Question

I've been watching Jake's slides about Dagger. At the page #29, he said 'Separate "do" from the "how"'. What specifically does that mean? And what are the benefits of it?

https://speakerdeck.com/jakewharton/android-testing?slide=29

Was it helpful?

Solution

If I had to expand the sentence it would be: "The code that needs to 'do' an action should not need to know 'how' that action is fulfilled."

This is a fundamental principle that can be lumped under a lot of different phrases but can most concretely be explained as interfaces and implementations in Java.

When you use a Set in Java you are concerned with the behavior: each element only appears once. Java provides multiple implementations of a Set.

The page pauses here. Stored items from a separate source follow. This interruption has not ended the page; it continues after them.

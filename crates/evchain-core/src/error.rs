//! # Error Types: Chain Error Taxonomy
//!
//! Every failure in the evidence chain is fatal to the run that produced it.
//! There is no retry and no partial acceptance; errors carry a
//! machine-checkable code so drivers can decide how to halt.
//!
//! ## Design
//!
//! - `InvalidInput`: a malformed or mistyped `canonical_input` record.
//! - `InvariantViolation`: a cross-layer binding or derivation check failed.
//! - `Structural`: the value could not be canonicalized at all.

use thiserror::Error;

/// Top-level error type for every evchain stage and the verifier.
#[derive(Error, Debug)]
pub enum ChainError {
    /// The input record is malformed or carries the wrong discriminator.
    #[error("invalid input: {0}")]
    InvalidInput(String),

    /// A binding or derivation invariant does not hold.
    #[error(transparent)]
    InvariantViolation(#[from] InvariantViolation),

    /// The value cannot be canonicalized.
    #[error("structural error: {0}")]
    Structural(#[from] StructuralError),
}

impl ChainError {
    /// Machine-checkable identifier for this error.
    ///
    /// Invariant violations report their invariant code (e.g. `SIL-05`);
    /// the other classes report a fixed class code.
    pub fn code(&self) -> &'static str {
        match self {
            Self::InvalidInput(_) => "INVALID_INPUT",
            Self::InvariantViolation(v) => v.code.as_str(),
            Self::Structural(_) => "STRUCTURAL",
        }
    }

    /// Shorthand for building an invariant violation.
    pub fn violation(code: InvariantCode, message: impl Into<String>) -> Self {
        Self::InvariantViolation(InvariantViolation::new(code, message))
    }

    /// Returns the violated invariant, if this is an invariant violation.
    pub fn invariant(&self) -> Option<InvariantCode> {
        match self {
            Self::InvariantViolation(v) => Some(v.code),
            _ => None,
        }
    }
}

/// A failed invariant check with its identifying code.
#[derive(Error, Debug, Clone, PartialEq, Eq)]
#[error("invariant violation {code}: {message}")]
pub struct InvariantViolation {
    /// Which invariant failed.
    pub code: InvariantCode,
    /// Human-readable description of the mismatch.
    pub message: String,
}

impl InvariantViolation {
    /// Create a violation for `code`.
    pub fn new(code: InvariantCode, message: impl Into<String>) -> Self {
        Self {
            code,
            message: message.into(),
        }
    }
}

/// Identifiers of the invariants enforced across the chain.
///
/// The `SIL-*` codes are the cross-layer binding checks, run in numeric
/// order. The remaining codes are derivation checks that recompute a stage
/// output from its own inputs.
#[derive(Debug, Clone, Copy, PartialEq, Eq, Hash)]
pub enum InvariantCode {
    /// All four artifacts are present and carry the expected `type`.
    ChainShape,
    /// The meaning state is bound to the evidence hash.
    EvidenceBinding,
    /// The law verdict is bound to the semantic fingerprint.
    MeaningBinding,
    /// The action policy is bound to the law verdict.
    VerdictBinding,
    /// The policy trace hash matches the recomputed forensic binding.
    ForensicTrace,
    /// Canonicalization is idempotent on the evidence body.
    CanonicalIdempotence,
    /// `input_hash` and `evidence_hash` recompute from `canonical_json`.
    EvidenceDerivation,
    /// `semantic_fingerprint` recomputes from `canonical_json`.
    FingerprintDerivation,
    /// `trace_hash` of the law verdict recomputes from its fields.
    LawTraceDerivation,
    /// The verdict is what the rule table yields for the drift score.
    VerdictDerivation,
    /// Action and safety level are what the action table yields for the verdict.
    PolicyDerivation,
    /// Two replays of the same input agree on every stage hash.
    ReplayDeterminism,
}

impl InvariantCode {
    /// The stable string identifier of this invariant.
    pub fn as_str(&self) -> &'static str {
        match self {
            Self::ChainShape => "SIL-01",
            Self::EvidenceBinding => "SIL-02",
            Self::MeaningBinding => "SIL-03",
            Self::VerdictBinding => "SIL-04",
            Self::ForensicTrace => "SIL-05",
            Self::CanonicalIdempotence => "I-EBM-01",
            Self::EvidenceDerivation => "I-EBM-02",
            Self::FingerprintDerivation => "I-MEAN-01",
            Self::LawTraceDerivation => "I-LAW-01",
            Self::VerdictDerivation => "I-LAW-02",
            Self::PolicyDerivation => "I-APL-01",
            Self::ReplayDeterminism => "RDL-02",
        }
    }
}

impl std::fmt::Display for InvariantCode {
    fn fmt(&self, f: &mut std::fmt::Formatter<'_>) -> std::fmt::Result {
        f.write_str(self.as_str())
    }
}

/// Error during canonical serialization.
#[derive(Error, Debug)]
pub enum StructuralError {
    /// The value nests deeper than the canonicalizer allows. Cyclic
    /// structures always end up here.
    #[error("value nests deeper than {limit} levels (cyclic or unbounded structure)")]
    DepthExceeded {
        /// The nesting limit that was exceeded.
        limit: usize,
    },

    /// The value has no JSON representation (e.g. non-string map keys).
    #[error("value is not serializable as structured data: {0}")]
    NotSerializable(#[from] serde_json::Error),
}
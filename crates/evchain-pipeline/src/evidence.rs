//! # Evidence Binding
//!
//! Turns a [`CanonicalInput`] into an immutable, hash-identified
//! [`EvidenceUnit`].
//!
//! ## Two-pass hash
//!
//! 1. `input_hash` = SHA-256 of the canonicalized input record.
//! 2. `evidence_hash` = SHA-256 of the canonicalized evidence shell
//!    `{type, version, input_hash, canonical_json, evidence_hash: null, notes}`.
//!
//! The shell already contains `input_hash`, so an `evidence_hash` cannot be
//! produced without first deriving `input_hash` from the same body. The
//! verifier recomputes both with [`input_hash_of`] and [`evidence_hash_of`].

use serde::Serialize;
use serde_json::Value;

use evchain_core::{canonicalize, sha256_hex, CanonicalBytes, ChainError};

use crate::artifact::{ArtifactKind, CanonicalInput, EvidenceUnit, SCHEMA_VERSION};

/// The evidence record as hashed: identical to the wire record except that
/// `evidence_hash` is always `null`.
#[derive(Serialize)]
struct EvidenceShell<'a> {
    #[serde(rename = "type")]
    kind: ArtifactKind,
    version: &'a str,
    input_hash: &'a str,
    canonical_json: &'a Value,
    evidence_hash: Option<&'a str>,
    notes: Option<&'a str>,
}

/// Bind a canonical input into an evidence unit.
///
/// # Errors
///
/// - `ChainError::InvalidInput` if the record is not a `canonical_input`.
/// - `ChainError::Structural` if the payload cannot be canonicalized.
pub fn bind_evidence(input: &CanonicalInput) -> Result<EvidenceUnit, ChainError> {
    if input.kind != ArtifactKind::CanonicalInput {
        return Err(ChainError::InvalidInput(format!(
            "expected type `canonical_input`, got `{}`",
            input.kind
        )));
    }

    let canonical_json = canonicalize(input)?;
    let input_hash = input_hash_of(&canonical_json)?;

    let mut unit = EvidenceUnit {
        kind: ArtifactKind::EvidenceUnit,
        version: SCHEMA_VERSION.to_string(),
        input_hash,
        canonical_json,
        evidence_hash: String::new(),
        notes: None,
    };
    unit.evidence_hash = evidence_hash_of(&unit)?;

    tracing::debug!(
        input_hash = %unit.input_hash,
        evidence_hash = %unit.evidence_hash,
        "evidence bound"
    );
    Ok(unit)
}

/// Hash of a canonical input body.
pub fn input_hash_of(canonical_json: &Value) -> Result<String, ChainError> {
    Ok(sha256_hex(&CanonicalBytes::new(canonical_json)?))
}

/// Recompute the `evidence_hash` of `unit` from its other fields.
///
/// The stored `evidence_hash` is ignored.
pub fn evidence_hash_of(unit: &EvidenceUnit) -> Result<String, ChainError> {
    let shell = EvidenceShell {
        kind: unit.kind,
        version: &unit.version,
        input_hash: &unit.input_hash,
        canonical_json: &unit.canonical_json,
        evidence_hash: None,
        notes: unit.notes.as_deref(),
    };
    Ok(sha256_hex(&CanonicalBytes::new(&shell)?))
}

Each implementation fulfills the contract of the interface using different techniques: hash buckets, trees, or bits.

Code that interacts with the Set only cares about the behavior, not how it is achieved.

The same semantics can be applied to many different things in your application. My favorite example is something that posts tweets.

interface Tweeter {
  void postTweet(String message);
}

If I'm a class that wants to post tweets, all I care about it the ability to send a tweet.

public MyClass(Tweeter tweeter) {
  this.tweeter = tweeter;
}

@Override
public void run() {
  tweeter.postTweet("I'm a Runnable that's being run!");
}

How does the tweet get sent? From the perspective of MyClass, who cares!

In my real application I will of course use a TwitterTweeter (either directly when instantiating MyClass or via dependency injection). However, I now have the ability to pass in a MockTweeter of my own implementation to write a test that asserts that when a MyClass is run() it posts a tweet.

Things like this might seem obvious, but it's not a rarity to see code that (for this example) needs to posts a tweet and knows exactly how to do so.

Before I leave, two important points:

  • Interfaces and implementations are not the only way to accomplish this, they're just a very effective means of doing so.
  • Abstraction in this form is icing on a cake. A cake without icing sucks. But a cake with 5inch-thick icing also sucks. Apply it where it's needed and logical.